こんにちは。9月に入って朝晩は気温も下がり、過ごしやすくなりましたね。でも台風や前線の影響で雨が降りやすく、線状降水帯などでの災害に気を揉んでいるOJA-P(オジャピー)です。
前回はオフコースの『秋の気配』をご紹介しましたが、今回はオフコース最大のヒット曲にして、代表曲にもなった『さよなら』を取り上げてみたいと思います。
『秋の気配』のリリースが1977年、通算11枚目のシングルでしたがこちらは2年後の1979年、通算17枚目のシングルです。
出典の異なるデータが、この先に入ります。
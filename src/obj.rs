use std::io::{ BufRead, BufReader };
use std::path::Path;
use std::fs::File;
use std::collections::BTreeMap;

use log::{ debug, warn };

use crate::error::{ Result, TracerError };
use crate::tuple::Tuple4D;
use crate::shape::{ Shape, ShapeId, Shapes };

/// One vertex of a face: a vertex index and an optional normal index, both
/// zero-based once parsed.
type ObjFaceVertex = (usize, Option<usize>);

/// A parser for Wavefront OBJ meshes.
///
/// Only vertices, vertex normals, faces and named groups are understood.
/// Faces are stored as triangles, grouped by the `g` record they followed.
#[derive(Clone, Debug, Default)]
pub struct ObjParser {
    pub ignored_lines: usize,

    pub vertices: Vec<Tuple4D>,
    pub normals: Vec<Tuple4D>,

    /// Triangles of each group. The default group is keyed by `""`.
    pub groups: BTreeMap<String, Vec<Shape>>,
}

impl ObjParser {
    /// Parses an OBJ document.
    ///
    /// Unsupported records are skipped, and each one increments
    /// `ignored_lines`. Blank lines are skipped without being counted.
    ///
    /// A sample document may look like the following:
    ///
    /// ```obj
    /// v -1 1 0
    /// v -1 0 0
    /// v 1 0 0
    /// v 1 1 0
    ///
    /// g FirstGroup
    /// f 1 2 3
    /// g SecondGroup
    /// f 1 3 4
    /// ```
    ///
    /// Groups do not nest; `SecondGroup` above is a sibling of `FirstGroup`.
    pub fn parse<R: BufRead>(reader: R) -> Result<ObjParser> {
        let mut parser = ObjParser::default();
        parser.groups.insert(String::new(), Vec::new());

        let mut current_group = String::new();
        for (n, line) in reader.lines().enumerate() {
            let line = line?;
            parser.handle_record(n + 1, &line, &mut current_group)?;
        }

        debug!("parsed OBJ: {} vertices, {} normals, {} triangles, {} ignored lines",
            parser.vertices.len(), parser.normals.len(),
            parser.triangle_count(), parser.ignored_lines);

        Ok(parser)
    }

    /// Opens and parses the OBJ file at `path`.
    pub fn open<P: AsRef<Path>>(path: P) -> Result<ObjParser> {
        let path = path.as_ref();
        debug!("loading mesh {}", path.display());

        Self::parse(BufReader::new(File::open(path)?))
    }

    /// Total number of triangles across all groups.
    pub fn triangle_count(&self) -> usize {
        self.groups.values().map(Vec::len).sum()
    }

    /// The triangles of the default group.
    pub fn default_group(&self) -> &[Shape] {
        self.groups.get("").map(Vec::as_slice).unwrap_or(&[])
    }

    fn handle_record(&mut self, line_no: usize, line: &str,
        current_group: &mut String) -> Result<()> {
        let mut params = line.split_whitespace();
        let command = match params.next() {
            Some(c) => c,
            None => return Ok(()),
        };
        let args: Vec<&str> = params.collect();

        match command {
            "v" => {
                let [x, y, z] = parse_xyz(line_no, &args)?;
                self.vertices.push(Tuple4D::point(x, y, z));
            },

            "vn" => {
                let [x, y, z] = parse_xyz(line_no, &args)?;
                self.normals.push(Tuple4D::vector(x, y, z));
            },

            "f" => {
                let face = args.iter()
                    .map(|element| self.parse_face_vertex(line_no, element))
                    .collect::<Result<Vec<_>>>()?;

                if face.len() < 3 {
                    return Err(TracerError::Obj {
                        line: line_no,
                        message: format!("face has {} vertices, need at least 3",
                            face.len()),
                    });
                }

                let triangles = self.fan_triangulation(line_no, &face);
                self.groups.entry(current_group.clone())
                    .or_default()
                    .extend(triangles);
            },

            "g" if !args.is_empty() => {
                *current_group = args.join(" ");
                self.groups.entry(current_group.clone()).or_default();
            },

            _ => {
                debug!("OBJ line {}: ignoring '{}'", line_no, line.trim());
                self.ignored_lines += 1;
            },
        }

        Ok(())
    }

    /// Parses a face element of the form `v`, `v/vt`, `v/vt/vn` or `v//vn`.
    ///
    /// Texture indices are validated as numbers but otherwise unused.
    fn parse_face_vertex(&self, line_no: usize, element: &str)
        -> Result<ObjFaceVertex> {
        let mut attributes = element.split('/');

        let vertex = attributes.next().unwrap_or("");
        let vertex = parse_index(line_no, vertex, self.vertices.len(), "vertex")?;

        if let Some(texture) = attributes.next() {
            if !texture.is_empty() && texture.parse::<usize>().is_err() {
                return Err(TracerError::Obj {
                    line: line_no,
                    message: format!("invalid texture index '{}'", texture),
                });
            }
        }

        let normal = match attributes.next() {
            Some(n) if !n.is_empty() =>
                Some(parse_index(line_no, n, self.normals.len(), "normal")?),
            _ => None,
        };

        if attributes.next().is_some() {
            return Err(TracerError::Obj {
                line: line_no,
                message: format!("malformed face element '{}'", element),
            });
        }

        Ok((vertex, normal))
    }

    /// Partitions a polygon into triangles.
    ///
    /// ```text
    ///         B *
    ///          / \
    ///         /   \
    ///        /     \
    ///     A *       * C
    ///       |       |
    ///       |       |
    ///     E * ----- * D
    /// ```
    ///
    /// Starting at `A`, the polygon becomes `A-B-C`, `A-C-D` and `A-D-E`.
    /// When every vertex of the face names a normal the triangles are
    /// smooth; otherwise they are flat.
    fn fan_triangulation(&self, line_no: usize, face: &[ObjFaceVertex])
        -> Vec<Shape> {
        let normals: Option<Vec<usize>> = face.iter().map(|&(_, n)| n).collect();
        if normals.is_none() && face.iter().any(|&(_, n)| n.is_some()) {
            warn!("OBJ line {}: some face vertices lack normals, using a flat face",
                line_no);
        }

        let v = |i: usize| self.vertices[face[i].0];
        (1..face.len() - 1).map(|i| match normals {
            Some(ref n) => Shape::smooth_triangle(
                v(0), v(i), v(i + 1),
                self.normals[n[0]], self.normals[n[i]], self.normals[n[i + 1]],
            ),
            None => Shape::triangle(v(0), v(i), v(i + 1)),
        }).collect()
    }

    /// Moves the mesh into `shapes` under a new root group.
    ///
    /// Triangles of the default group become children of the root, and each
    /// named group becomes a child group of the root holding its triangles.
    pub fn into_group(self, shapes: &mut Shapes) -> Result<ShapeId> {
        let root = shapes.insert(Shape::group());

        for (name, triangles) in self.groups {
            let parent = if name.is_empty() {
                root
            } else {
                let group = shapes.insert(Shape::group());
                shapes.add_child(root, group)?;
                group
            };

            for triangle in triangles {
                let id = shapes.insert(triangle);
                shapes.add_child(parent, id)?;
            }
        }

        Ok(root)
    }
}

fn parse_xyz(line_no: usize, args: &[&str]) -> Result<[f64; 3]> {
    if args.len() < 3 {
        return Err(TracerError::Obj {
            line: line_no,
            message: format!("expected 3 coordinates, found {}", args.len()),
        });
    }

    let mut xyz = [0.0; 3];
    for (c, arg) in xyz.iter_mut().zip(args) {
        *c = arg.parse().map_err(|_| TracerError::Obj {
            line: line_no,
            message: format!("invalid number '{}'", arg),
        })?;
    }

    Ok(xyz)
}

/// Converts a one-based OBJ index into a zero-based one, checking it
/// against the number of records seen so far.
fn parse_index(line_no: usize, s: &str, count: usize, what: &str)
    -> Result<usize> {
    let index: usize = s.parse().map_err(|_| TracerError::Obj {
        line: line_no,
        message: format!("invalid {} index '{}'", what, s),
    })?;

    if index == 0 || index > count {
        return Err(TracerError::Obj {
            line: line_no,
            message: format!("{} index {} out of range (have {})", what, index, count),
        });
    }

    Ok(index - 1)
}

#[cfg(test)]
use std::io::Cursor;
#[cfg(test)]
use crate::shape::{ ShapeType, TriangleInfo, SmoothTriangleInfo };

#[cfg(test)]
fn parse_str(s: &str) -> Result<ObjParser> {
    ObjParser::parse(Cursor::new(s))
}

#[cfg(test)]
fn triangle_info(s: &Shape) -> TriangleInfo {
    match s.ty() {
        ShapeType::Triangle(t) => *t,
        other => panic!("expected a triangle, got {:?}", other),
    }
}

#[cfg(test)]
fn smooth_triangle_info(s: &Shape) -> SmoothTriangleInfo {
    match s.ty() {
        ShapeType::SmoothTriangle(t) => *t,
        other => panic!("expected a smooth triangle, got {:?}", other),
    }
}

#[test]
fn ignoring_unrecognized_lines() {
    let gibberish = "There was a young lady named Bright\n\
        who traveled much faster than light.\n\
        She set out one day\n\
        in a relative way,\n\
        and came back the previous night.\n";
    let obj_parser = parse_str(gibberish).unwrap();

    assert_eq!(obj_parser.ignored_lines, 5);
    assert_eq!(obj_parser.triangle_count(), 0);
}

#[test]
fn vertex_records() {
    let obj_parser = parse_str("v -1 1 0\nv -1.0000 0.5000 0.0000\nv 1 0 0\nv 1 1 0\n")
        .unwrap();

    assert_eq!(obj_parser.vertices[0], Tuple4D::point(-1.0, 1.0, 0.0));
    assert_eq!(obj_parser.vertices[1], Tuple4D::point(-1.0, 0.5, 0.0));
    assert_eq!(obj_parser.vertices[2], Tuple4D::point( 1.0, 0.0, 0.0));
    assert_eq!(obj_parser.vertices[3], Tuple4D::point( 1.0, 1.0, 0.0));
}

#[test]
fn parsing_triangle_faces() {
    let obj_parser = parse_str("v -1 1 0\nv -1 0 0\nv 1 0 0\nv 1 1 0\n\nf 1 2 3\nf 1 3 4\n")
        .unwrap();

    let children = obj_parser.default_group();
    let t1 = triangle_info(&children[0]);
    let t2 = triangle_info(&children[1]);

    assert_eq!(t1.p1, obj_parser.vertices[0]);
    assert_eq!(t1.p2, obj_parser.vertices[1]);
    assert_eq!(t1.p3, obj_parser.vertices[2]);
    assert_eq!(t2.p1, obj_parser.vertices[0]);
    assert_eq!(t2.p2, obj_parser.vertices[2]);
    assert_eq!(t2.p3, obj_parser.vertices[3]);
}

#[test]
fn triangulating_polygons() {
    let obj_parser = parse_str(
        "v -1 1 0\nv -1 0 0\nv 1 0 0\nv 1 1 0\nv 0 2 0\n\nf 1 2 3 4 5\n"
    ).unwrap();

    let children = obj_parser.default_group();
    assert_eq!(children.len(), 3);

    let t1 = triangle_info(&children[0]);
    let t2 = triangle_info(&children[1]);
    let t3 = triangle_info(&children[2]);

    assert_eq!(t1.p1, obj_parser.vertices[0]);
    assert_eq!(t1.p2, obj_parser.vertices[1]);
    assert_eq!(t1.p3, obj_parser.vertices[2]);
    assert_eq!(t2.p1, obj_parser.vertices[0]);
    assert_eq!(t2.p2, obj_parser.vertices[2]);
    assert_eq!(t2.p3, obj_parser.vertices[3]);
    assert_eq!(t3.p1, obj_parser.vertices[0]);
    assert_eq!(t3.p2, obj_parser.vertices[3]);
    assert_eq!(t3.p3, obj_parser.vertices[4]);
}

#[test]
fn triangles_in_groups() {
    let obj_parser = parse_str(
        "v -1 1 0\nv -1 0 0\nv 1 0 0\nv 1 1 0\n\
         g FirstGroup\nf 1 2 3\ng SecondGroup\nf 1 3 4\n"
    ).unwrap();

    let first = &obj_parser.groups["FirstGroup"];
    let second = &obj_parser.groups["SecondGroup"];
    assert_eq!(first.len(), 1);
    assert_eq!(second.len(), 1);
    assert!(obj_parser.default_group().is_empty());

    let t1 = triangle_info(&first[0]);
    let t2 = triangle_info(&second[0]);
    assert_eq!(t1.p3, obj_parser.vertices[2]);
    assert_eq!(t2.p3, obj_parser.vertices[3]);
}

#[test]
fn converting_to_a_group() {
    let obj_parser = parse_str(
        "v -1 1 0\nv -1 0 0\nv 1 0 0\nv 1 1 0\n\
         f 1 2 4\ng FirstGroup\nf 1 2 3\ng SecondGroup\nf 1 3 4\n"
    ).unwrap();

    let mut shapes = Shapes::new();
    let root = obj_parser.into_group(&mut shapes).unwrap();

    // One loose triangle plus the two named groups.
    let children = shapes[root].children().unwrap();
    assert_eq!(children.len(), 3);
    assert!(matches!(shapes[children[0]].ty(), ShapeType::Triangle(_)));
    for &group in &children[1..] {
        assert!(shapes[group].is_group());
        assert_eq!(shapes[group].children().unwrap().len(), 1);
        assert_eq!(shapes[group].parent(), Some(root));
    }
}

#[test]
fn vertex_normal_records() {
    let obj_parser = parse_str("vn 0 0 1\nvn 0.707 0 -0.707\nvn 1 2 3\n").unwrap();

    assert_eq!(obj_parser.normals[0], Tuple4D::vector(0.0, 0.0, 1.0));
    assert_eq!(obj_parser.normals[1], Tuple4D::vector(0.707, 0.0, -0.707));
    assert_eq!(obj_parser.normals[2], Tuple4D::vector(1.0, 2.0, 3.0));
}

#[test]
fn faces_with_normals() {
    let obj_parser = parse_str(
        "v 0 1 0\nv -1 0 0\nv 1 0 0\n\
         vn -1 0 0\nvn 1 0 0\nvn 0 1 0\n\
         f 1//3 2//1 3//2\nf 1/0/3 2/102/1 3/14/2\n"
    ).unwrap();

    let children = obj_parser.default_group();
    let t1 = smooth_triangle_info(&children[0]);
    let t2 = smooth_triangle_info(&children[1]);

    assert_eq!(t1.triangle_info.p1, obj_parser.vertices[0]);
    assert_eq!(t1.triangle_info.p2, obj_parser.vertices[1]);
    assert_eq!(t1.triangle_info.p3, obj_parser.vertices[2]);
    assert_eq!(t1.n1, obj_parser.normals[2]);
    assert_eq!(t1.n2, obj_parser.normals[0]);
    assert_eq!(t1.n3, obj_parser.normals[1]);
    assert_eq!(t1, t2);
}

#[test]
fn partial_normals_give_flat_triangles() {
    let obj_parser = parse_str("v 0 1 0\nv -1 0 0\nv 1 0 0\nvn 0 0 1\nf 1//1 2 3\n")
        .unwrap();

    assert!(matches!(obj_parser.default_group()[0].ty(), ShapeType::Triangle(_)));
}

#[test]
fn malformed_records_are_rejected() {
    let cases = [
        ("v 1 x 0\n", 1),
        ("v 1 2\n", 1),
        ("v 0 0 0\nv 1 0 0\nv 0 1 0\nf 1 2\n", 4),
        ("v 0 0 0\nv 1 0 0\nv 0 1 0\n\nf 1 2 4\n", 5),
        ("v 0 0 0\nv 1 0 0\nv 0 1 0\nf 0 1 2\n", 4),
        ("v 0 0 0\nv 1 0 0\nv 0 1 0\nf 1//1 2//1 3//1\n", 4),
    ];

    for (text, expected) in cases.iter() {
        match parse_str(text) {
            Err(TracerError::Obj { line, .. }) => assert_eq!(line, *expected, "{:?}", text),
            other => panic!("expected an OBJ error for {:?}, got {:?}", text, other),
        }
    }
}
7枚目のシングル『眠れぬ夜』で、オリコン48位に入るヒットを記録したオフコースは、その後79年にギターの松尾一彦さん、ベースの清水仁さん、ドラムスの大間ジローさんをサポートメンバーに迎え、15枚目のシングル『愛を止めないで』をリリース。オリコン31位のスマッシュ・ヒットを記録します。
そして時は満ち、『さよなら』は3人が正式加入して5人体制になった同年12月にリリース、オフコース史上最高のオリコン2位、71.7万枚を売り上げる大ヒットになりました。
それまでのスマッシュ・ヒットによって少しずつ認知度を上げ、大ヒットの下地が整っていたこともありますが、やはり曲そのものの完成度がヒットの大きな要因だったと思います。
作詞・作曲の小田さん自身も語っていますが、ヒットを求め、意識し苦しみ抜いて作った曲だったそうです。歌詞も最初は幸せな愛の歌だったものが、レコーディングの前日サビのメロディーに「さよなら、さよなら、さよなら」という言葉が浮かび、プロデューサーも「いいじゃない」と賛同して一転、別れの歌に。ひと晩で歌詞を書き直してレコーディングしたというエピソードが残っています。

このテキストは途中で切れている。